YOUR TASK: Start at the line with "pub struct AtlasError" in the records below, stop at the line with "pub fn new(kind: ErrorKind, message: impl", and return every line in that span exactly, the two end lines included.
§
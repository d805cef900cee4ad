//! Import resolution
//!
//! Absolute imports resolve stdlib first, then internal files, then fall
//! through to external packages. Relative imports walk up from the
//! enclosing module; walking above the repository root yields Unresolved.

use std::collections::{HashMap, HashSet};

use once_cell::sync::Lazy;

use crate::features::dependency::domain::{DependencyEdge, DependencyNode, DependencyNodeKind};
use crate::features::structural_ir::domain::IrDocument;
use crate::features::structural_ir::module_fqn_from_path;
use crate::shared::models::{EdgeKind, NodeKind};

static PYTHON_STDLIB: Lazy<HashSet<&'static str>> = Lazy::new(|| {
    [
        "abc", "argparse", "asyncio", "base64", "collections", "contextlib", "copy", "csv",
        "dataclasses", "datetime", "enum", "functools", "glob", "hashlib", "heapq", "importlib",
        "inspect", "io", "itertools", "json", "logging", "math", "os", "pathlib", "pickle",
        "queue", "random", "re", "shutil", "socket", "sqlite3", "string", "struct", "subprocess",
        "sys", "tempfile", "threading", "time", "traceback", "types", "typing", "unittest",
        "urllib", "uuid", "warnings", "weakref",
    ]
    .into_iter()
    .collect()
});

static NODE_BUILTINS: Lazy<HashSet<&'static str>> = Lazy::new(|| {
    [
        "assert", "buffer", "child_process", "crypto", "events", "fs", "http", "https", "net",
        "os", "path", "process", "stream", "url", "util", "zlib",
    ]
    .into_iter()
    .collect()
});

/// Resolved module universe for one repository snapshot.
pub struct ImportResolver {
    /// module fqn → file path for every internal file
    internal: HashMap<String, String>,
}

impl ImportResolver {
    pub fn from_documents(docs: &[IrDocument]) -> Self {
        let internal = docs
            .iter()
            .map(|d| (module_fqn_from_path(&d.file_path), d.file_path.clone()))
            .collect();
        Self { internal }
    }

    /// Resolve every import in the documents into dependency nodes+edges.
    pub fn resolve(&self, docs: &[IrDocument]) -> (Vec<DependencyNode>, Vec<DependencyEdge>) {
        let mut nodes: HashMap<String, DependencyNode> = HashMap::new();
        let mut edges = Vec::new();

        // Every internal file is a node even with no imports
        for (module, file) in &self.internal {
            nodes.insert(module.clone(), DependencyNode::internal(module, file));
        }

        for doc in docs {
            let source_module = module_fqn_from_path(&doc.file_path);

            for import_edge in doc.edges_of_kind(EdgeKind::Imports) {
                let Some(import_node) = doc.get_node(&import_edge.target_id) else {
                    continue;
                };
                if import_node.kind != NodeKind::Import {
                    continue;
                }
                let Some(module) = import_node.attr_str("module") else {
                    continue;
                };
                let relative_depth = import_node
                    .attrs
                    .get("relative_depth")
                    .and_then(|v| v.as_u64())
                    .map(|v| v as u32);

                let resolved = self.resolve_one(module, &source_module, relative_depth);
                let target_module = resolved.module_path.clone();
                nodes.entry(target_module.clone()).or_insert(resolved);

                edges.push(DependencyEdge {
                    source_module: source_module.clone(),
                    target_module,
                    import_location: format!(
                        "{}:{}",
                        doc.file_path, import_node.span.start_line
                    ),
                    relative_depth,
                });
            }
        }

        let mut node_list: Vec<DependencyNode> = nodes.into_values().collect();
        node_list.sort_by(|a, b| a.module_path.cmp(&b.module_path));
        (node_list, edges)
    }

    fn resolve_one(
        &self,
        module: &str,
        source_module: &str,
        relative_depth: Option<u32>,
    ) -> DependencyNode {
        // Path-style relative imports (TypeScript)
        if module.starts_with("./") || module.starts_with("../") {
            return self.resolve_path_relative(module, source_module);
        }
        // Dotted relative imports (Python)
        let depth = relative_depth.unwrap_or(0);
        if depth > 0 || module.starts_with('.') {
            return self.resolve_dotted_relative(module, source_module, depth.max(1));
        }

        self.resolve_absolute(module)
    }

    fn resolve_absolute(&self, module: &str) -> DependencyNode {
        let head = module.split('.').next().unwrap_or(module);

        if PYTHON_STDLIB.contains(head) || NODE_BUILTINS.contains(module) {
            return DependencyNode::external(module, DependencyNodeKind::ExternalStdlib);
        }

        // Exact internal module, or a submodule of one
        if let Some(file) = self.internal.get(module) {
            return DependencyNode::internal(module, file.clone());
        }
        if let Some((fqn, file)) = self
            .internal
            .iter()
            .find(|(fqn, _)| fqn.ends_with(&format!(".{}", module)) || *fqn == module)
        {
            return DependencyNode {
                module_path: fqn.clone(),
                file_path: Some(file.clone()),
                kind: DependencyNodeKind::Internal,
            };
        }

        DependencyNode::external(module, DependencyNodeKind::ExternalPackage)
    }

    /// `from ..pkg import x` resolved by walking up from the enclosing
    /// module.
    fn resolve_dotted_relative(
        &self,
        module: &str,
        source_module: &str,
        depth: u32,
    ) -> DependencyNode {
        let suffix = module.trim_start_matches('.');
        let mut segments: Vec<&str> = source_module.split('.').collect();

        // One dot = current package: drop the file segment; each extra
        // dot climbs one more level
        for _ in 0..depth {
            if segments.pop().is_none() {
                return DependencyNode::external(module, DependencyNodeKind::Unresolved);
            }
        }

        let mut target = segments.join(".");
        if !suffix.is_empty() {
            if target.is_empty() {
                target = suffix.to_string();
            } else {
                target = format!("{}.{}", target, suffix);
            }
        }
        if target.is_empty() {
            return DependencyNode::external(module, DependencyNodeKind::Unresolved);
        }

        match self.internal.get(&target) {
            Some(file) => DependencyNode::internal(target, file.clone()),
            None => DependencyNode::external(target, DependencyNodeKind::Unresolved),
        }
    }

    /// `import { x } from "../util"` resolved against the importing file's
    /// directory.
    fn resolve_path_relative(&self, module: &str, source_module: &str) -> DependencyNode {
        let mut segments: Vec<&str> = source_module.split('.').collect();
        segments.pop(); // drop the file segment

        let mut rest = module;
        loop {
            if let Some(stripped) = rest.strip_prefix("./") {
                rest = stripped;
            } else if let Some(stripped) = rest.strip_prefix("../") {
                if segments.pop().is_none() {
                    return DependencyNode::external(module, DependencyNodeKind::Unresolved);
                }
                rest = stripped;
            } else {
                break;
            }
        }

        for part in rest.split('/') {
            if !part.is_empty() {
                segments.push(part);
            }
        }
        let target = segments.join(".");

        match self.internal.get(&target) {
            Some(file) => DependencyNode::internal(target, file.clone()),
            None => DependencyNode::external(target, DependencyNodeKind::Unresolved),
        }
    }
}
§
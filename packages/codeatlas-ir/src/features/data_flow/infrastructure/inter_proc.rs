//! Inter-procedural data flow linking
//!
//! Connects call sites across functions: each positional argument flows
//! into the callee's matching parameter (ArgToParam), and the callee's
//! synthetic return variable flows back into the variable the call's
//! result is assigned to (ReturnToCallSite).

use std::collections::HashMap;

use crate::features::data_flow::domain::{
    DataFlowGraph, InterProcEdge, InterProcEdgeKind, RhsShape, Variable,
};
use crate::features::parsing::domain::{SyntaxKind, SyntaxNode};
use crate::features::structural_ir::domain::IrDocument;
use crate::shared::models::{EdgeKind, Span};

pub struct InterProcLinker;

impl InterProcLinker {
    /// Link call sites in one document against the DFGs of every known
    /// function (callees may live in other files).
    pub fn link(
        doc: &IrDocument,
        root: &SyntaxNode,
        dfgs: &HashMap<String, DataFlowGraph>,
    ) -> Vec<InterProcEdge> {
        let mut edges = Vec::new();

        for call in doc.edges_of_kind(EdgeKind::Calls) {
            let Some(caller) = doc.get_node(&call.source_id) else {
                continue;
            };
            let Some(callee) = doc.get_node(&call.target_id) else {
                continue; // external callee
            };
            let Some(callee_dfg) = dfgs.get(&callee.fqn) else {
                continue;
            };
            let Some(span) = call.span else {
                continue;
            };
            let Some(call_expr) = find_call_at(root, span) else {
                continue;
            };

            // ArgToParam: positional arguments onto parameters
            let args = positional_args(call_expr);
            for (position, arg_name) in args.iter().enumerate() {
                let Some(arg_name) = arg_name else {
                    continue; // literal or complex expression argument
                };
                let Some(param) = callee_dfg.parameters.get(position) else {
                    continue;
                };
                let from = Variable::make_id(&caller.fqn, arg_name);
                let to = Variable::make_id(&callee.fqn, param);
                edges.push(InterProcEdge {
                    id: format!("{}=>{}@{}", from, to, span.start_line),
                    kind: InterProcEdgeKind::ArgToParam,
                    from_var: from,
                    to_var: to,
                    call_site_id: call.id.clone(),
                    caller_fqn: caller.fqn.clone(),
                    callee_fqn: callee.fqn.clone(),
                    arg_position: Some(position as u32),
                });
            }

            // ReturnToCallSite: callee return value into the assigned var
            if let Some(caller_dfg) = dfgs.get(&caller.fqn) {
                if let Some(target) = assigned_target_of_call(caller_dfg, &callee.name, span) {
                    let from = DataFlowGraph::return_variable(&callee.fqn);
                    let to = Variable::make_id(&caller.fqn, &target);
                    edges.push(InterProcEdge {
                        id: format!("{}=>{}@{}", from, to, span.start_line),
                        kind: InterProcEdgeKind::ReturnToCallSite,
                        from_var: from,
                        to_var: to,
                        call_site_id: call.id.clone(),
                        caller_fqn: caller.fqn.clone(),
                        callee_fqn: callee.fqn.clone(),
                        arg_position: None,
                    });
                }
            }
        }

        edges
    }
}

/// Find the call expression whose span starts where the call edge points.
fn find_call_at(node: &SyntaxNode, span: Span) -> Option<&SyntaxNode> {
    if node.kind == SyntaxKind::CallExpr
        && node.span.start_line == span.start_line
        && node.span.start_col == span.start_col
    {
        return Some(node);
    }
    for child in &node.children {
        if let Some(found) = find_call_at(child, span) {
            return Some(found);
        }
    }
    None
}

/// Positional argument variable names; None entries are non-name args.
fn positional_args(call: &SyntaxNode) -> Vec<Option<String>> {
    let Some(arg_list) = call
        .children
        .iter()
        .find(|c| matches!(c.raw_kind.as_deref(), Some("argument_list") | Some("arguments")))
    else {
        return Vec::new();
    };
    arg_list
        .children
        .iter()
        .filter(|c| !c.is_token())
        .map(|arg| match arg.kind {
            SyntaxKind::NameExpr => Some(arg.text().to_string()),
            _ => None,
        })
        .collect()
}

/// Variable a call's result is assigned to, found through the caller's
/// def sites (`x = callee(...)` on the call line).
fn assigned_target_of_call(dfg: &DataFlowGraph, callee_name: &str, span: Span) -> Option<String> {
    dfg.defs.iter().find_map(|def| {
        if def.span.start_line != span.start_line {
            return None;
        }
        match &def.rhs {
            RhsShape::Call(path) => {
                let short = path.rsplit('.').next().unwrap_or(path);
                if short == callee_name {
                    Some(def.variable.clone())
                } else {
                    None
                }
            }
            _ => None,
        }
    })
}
§
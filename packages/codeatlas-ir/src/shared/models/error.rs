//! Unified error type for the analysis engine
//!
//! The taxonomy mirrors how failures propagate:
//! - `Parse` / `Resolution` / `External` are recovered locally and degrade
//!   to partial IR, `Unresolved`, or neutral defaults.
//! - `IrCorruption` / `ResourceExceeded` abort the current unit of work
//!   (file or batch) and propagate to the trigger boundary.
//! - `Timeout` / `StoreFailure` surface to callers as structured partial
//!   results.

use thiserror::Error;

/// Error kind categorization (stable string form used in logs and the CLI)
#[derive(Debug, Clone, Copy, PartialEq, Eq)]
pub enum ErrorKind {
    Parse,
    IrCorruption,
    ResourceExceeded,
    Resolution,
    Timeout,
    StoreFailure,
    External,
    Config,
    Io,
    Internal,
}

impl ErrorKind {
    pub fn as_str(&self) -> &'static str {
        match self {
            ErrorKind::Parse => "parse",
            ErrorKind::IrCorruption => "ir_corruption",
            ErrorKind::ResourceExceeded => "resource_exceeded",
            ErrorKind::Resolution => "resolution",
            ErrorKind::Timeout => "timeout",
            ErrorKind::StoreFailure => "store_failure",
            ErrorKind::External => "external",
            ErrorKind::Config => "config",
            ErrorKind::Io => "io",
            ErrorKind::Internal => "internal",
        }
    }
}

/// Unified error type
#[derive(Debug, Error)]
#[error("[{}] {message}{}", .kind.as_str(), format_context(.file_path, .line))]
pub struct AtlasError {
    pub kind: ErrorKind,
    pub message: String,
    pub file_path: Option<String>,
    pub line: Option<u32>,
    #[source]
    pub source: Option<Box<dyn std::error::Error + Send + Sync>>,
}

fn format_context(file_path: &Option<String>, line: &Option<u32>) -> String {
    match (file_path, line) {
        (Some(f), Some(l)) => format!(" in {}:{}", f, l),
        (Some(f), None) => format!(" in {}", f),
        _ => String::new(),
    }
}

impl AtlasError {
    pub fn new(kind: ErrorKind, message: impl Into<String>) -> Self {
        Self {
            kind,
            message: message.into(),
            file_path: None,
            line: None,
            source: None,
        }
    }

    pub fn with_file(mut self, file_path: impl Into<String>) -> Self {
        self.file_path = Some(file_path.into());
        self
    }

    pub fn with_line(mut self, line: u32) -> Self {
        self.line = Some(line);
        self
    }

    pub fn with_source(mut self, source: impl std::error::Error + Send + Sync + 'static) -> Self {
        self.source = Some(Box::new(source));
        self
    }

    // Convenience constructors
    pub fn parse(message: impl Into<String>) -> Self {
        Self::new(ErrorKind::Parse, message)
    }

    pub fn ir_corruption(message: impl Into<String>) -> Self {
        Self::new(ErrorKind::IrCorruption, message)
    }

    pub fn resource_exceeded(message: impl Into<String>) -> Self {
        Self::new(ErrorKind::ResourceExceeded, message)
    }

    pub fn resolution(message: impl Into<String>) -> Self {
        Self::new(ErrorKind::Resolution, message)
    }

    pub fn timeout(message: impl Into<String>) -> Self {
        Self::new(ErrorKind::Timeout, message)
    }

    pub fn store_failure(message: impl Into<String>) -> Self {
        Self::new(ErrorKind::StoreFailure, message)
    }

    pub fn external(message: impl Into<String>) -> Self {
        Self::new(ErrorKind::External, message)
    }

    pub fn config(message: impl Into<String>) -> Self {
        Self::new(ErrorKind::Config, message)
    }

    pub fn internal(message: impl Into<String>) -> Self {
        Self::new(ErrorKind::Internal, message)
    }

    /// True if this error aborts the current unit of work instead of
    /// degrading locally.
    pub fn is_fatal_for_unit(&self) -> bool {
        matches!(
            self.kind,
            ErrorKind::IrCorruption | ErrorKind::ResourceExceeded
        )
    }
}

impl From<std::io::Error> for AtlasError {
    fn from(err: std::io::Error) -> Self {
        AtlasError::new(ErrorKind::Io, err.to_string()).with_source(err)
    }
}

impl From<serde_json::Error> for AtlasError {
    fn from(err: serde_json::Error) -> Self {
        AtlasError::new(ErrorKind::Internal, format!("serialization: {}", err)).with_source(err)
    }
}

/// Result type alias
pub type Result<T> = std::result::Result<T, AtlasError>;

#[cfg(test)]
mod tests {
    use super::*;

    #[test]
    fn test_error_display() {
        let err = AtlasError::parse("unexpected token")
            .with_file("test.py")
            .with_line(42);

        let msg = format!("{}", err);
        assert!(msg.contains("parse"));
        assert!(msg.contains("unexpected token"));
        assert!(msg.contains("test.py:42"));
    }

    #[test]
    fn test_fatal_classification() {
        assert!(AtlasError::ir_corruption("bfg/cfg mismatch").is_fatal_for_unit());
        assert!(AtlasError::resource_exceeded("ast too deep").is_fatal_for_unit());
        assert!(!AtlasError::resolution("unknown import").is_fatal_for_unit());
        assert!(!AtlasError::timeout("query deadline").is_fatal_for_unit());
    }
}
§
SOLUTION:
pub struct AtlasError {
    pub kind: ErrorKind,
    pub message: String,
    pub file_path: Option<String>,
    pub line: Option<u32>,
    #[source]
    pub source: Option<Box<dyn std::error::Error + Send + Sync>>,
}

fn format_context(file_path: &Option<String>, line: &Option<u32>) -> String {
    match (file_path, line) {
        (Some(f), Some(l)) => format!(" in {}:{}", f, l),
        (Some(f), None) => format!(" in {}", f),
        _ => String::new(),
    }
}

impl AtlasError {
    pub fn new(kind: ErrorKind, message: impl Into<String>) -> Self {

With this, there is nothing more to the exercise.